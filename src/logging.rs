//! Logging initialization utilities.

use env_logger::Env;

/// Initialize logging with a default filter level.
pub fn init() {
    let env = Env::default().default_filter_or("info");
    env_logger::Builder::from_env(env).init();
}

/// Route log output through the test harness. Safe to call repeatedly.
pub fn init_for_tests() {
    let env = Env::default().default_filter_or("debug");
    let _ = env_logger::Builder::from_env(env).is_test(true).try_init();
}
//! Classification of a Puppet Server answer into a nagios result.
//!
//! The base verdict depends on the target: the environment endpoint is judged on its JSON
//! payload, a plain status URI on its HTTP status and whether it sent a body at all. The
//! latency overlay is applied on top of either, critical threshold first.

use reqwest::blocking::Client;
use reqwest::StatusCode;
use serde::Deserialize;
use tracing::debug;
use url::Url;

use crate::config::{CommonArgs, Params, Target, Thresholds};
use crate::query::{self, QueryResponse};
use crate::{telemetry, tls, Error, Metric, Resource, Runner, ServiceState, Unit};

/// Payload of the environment status endpoint.
#[derive(Debug, Default, Deserialize)]
#[serde(default)]
struct StatusResponse {
    is_alive: bool,
    version: String,
}

/// The `time` performance data value.
pub fn time_metric(elapsed: f64) -> Metric {
    Metric::new("time", elapsed)
        .with_precision(5)
        .with_unit(Unit::Seconds)
}

fn seconds(elapsed: f64) -> String {
    format!("{:.5}", elapsed)
}

/// Runs a complete check for the parsed flags and returns the one result to report. Debug
/// output is only emitted while the check runs.
pub fn run_plugin(args: CommonArgs, target: Target) -> Resource {
    Runner::new().on_error(Error::into_resource).safe_run(|| {
        let params = args.into_params(target)?;
        let subscriber = telemetry::subscriber(params.debug);

        tracing::subscriber::with_default(subscriber, || run(&params))
    })
}

/// Builds the client, sends the query and classifies the answer.
pub fn run(params: &Params) -> Result<Resource, Error> {
    let url = params.url()?;
    let client = tls::build_client(&params.identity, params.timeout)?;
    execute(&client, &url, &params.target, params.thresholds)
}

pub fn execute(
    client: &Client,
    url: &Url,
    target: &Target,
    thresholds: Thresholds,
) -> Result<Resource, Error> {
    let response = query::send_query(client, url)?;
    Ok(evaluate(&response, url, target, thresholds))
}

/// Base classification plus latency overlay. Always carries the `time` metric.
pub fn evaluate(
    response: &QueryResponse,
    url: &Url,
    target: &Target,
    thresholds: Thresholds,
) -> Resource {
    let base = match target {
        Target::Environment(environment) => classify_environment(response, url, environment),
        Target::Uri(_) if response.status != StatusCode::OK => {
            return Resource::new(ServiceState::Critical)
                .with_description(format!(
                    "Puppet Server status endpoint {} answered with HTTP status {}",
                    url,
                    response.status.as_u16()
                ))
                .with_metric(time_metric(response.elapsed));
        }
        Target::Uri(_) => classify_liveness(response, url),
    };

    apply_latency(base, response.elapsed, thresholds).with_metric(time_metric(response.elapsed))
}

fn empty_response(url: &Url) -> Resource {
    Resource::new(ServiceState::Warning)
        .with_description(format!("Received empty response for request against {}", url))
}

fn classify_environment(response: &QueryResponse, url: &Url, environment: &str) -> Resource {
    if response.body.is_empty() {
        return empty_response(url);
    }

    // `null` decodes to an empty, not alive status
    match serde_json::from_slice::<Option<StatusResponse>>(&response.body)
        .map(Option::unwrap_or_default)
    {
        Err(err) => {
            debug!("Error while decoding JSON response: {}", err);
            Resource::new(ServiceState::Warning).with_description(format!(
                "Failed parsing Puppet Server JSON response, checked for Puppet environment {} output: {}",
                environment,
                single_line(&String::from_utf8_lossy(&response.body))
            ))
        }
        Ok(status) if status.is_alive => {
            Resource::new(ServiceState::Ok).with_description(format!(
                "Puppet Server (Version: {}) looks good, checked for Puppet environment {} in {}s",
                status.version,
                environment,
                seconds(response.elapsed)
            ))
        }
        Ok(status) => Resource::new(ServiceState::Warning).with_description(format!(
            "Puppet Server (Version: {}) did not answer with is_alive true, checked for Puppet environment {}",
            status.version, environment
        )),
    }
}

/// Joins the non-blank lines of `text` with spaces so the status stays on one line.
fn single_line(text: &str) -> String {
    text.lines()
        .map(str::trim)
        .filter(|line| !line.is_empty())
        .collect::<Vec<_>>()
        .join(" ")
}

fn classify_liveness(response: &QueryResponse, url: &Url) -> Resource {
    if response.body.is_empty() {
        return empty_response(url);
    }

    Resource::new(ServiceState::Ok).with_description(format!(
        "Puppet Server status endpoint {} answered in {}s",
        url,
        seconds(response.elapsed)
    ))
}

/// Escalates the state when the response took too long. A triggered threshold overwrites the
/// base state.
pub fn apply_latency(mut resource: Resource, elapsed: f64, thresholds: Thresholds) -> Resource {
    let breached = if elapsed >= thresholds.critical {
        Some((ServiceState::Critical, thresholds.critical))
    } else if elapsed >= thresholds.warning {
        Some((ServiceState::Warning, thresholds.warning))
    } else {
        None
    };

    if let Some((state, threshold)) = breached {
        let text = resource.description().unwrap_or_default().to_owned();
        resource.set_state(state);
        resource.set_description(format!(
            "Response time {}s >= {:.2}s - {}",
            seconds(elapsed),
            threshold,
            text
        ));
    }

    resource
}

------------

Exercise: Each line of the data that contains "lines" belongs in the answer.

Response below:
/// Joins the non-blank lines of `text` with spaces so the status stays on one line.
    text.lines()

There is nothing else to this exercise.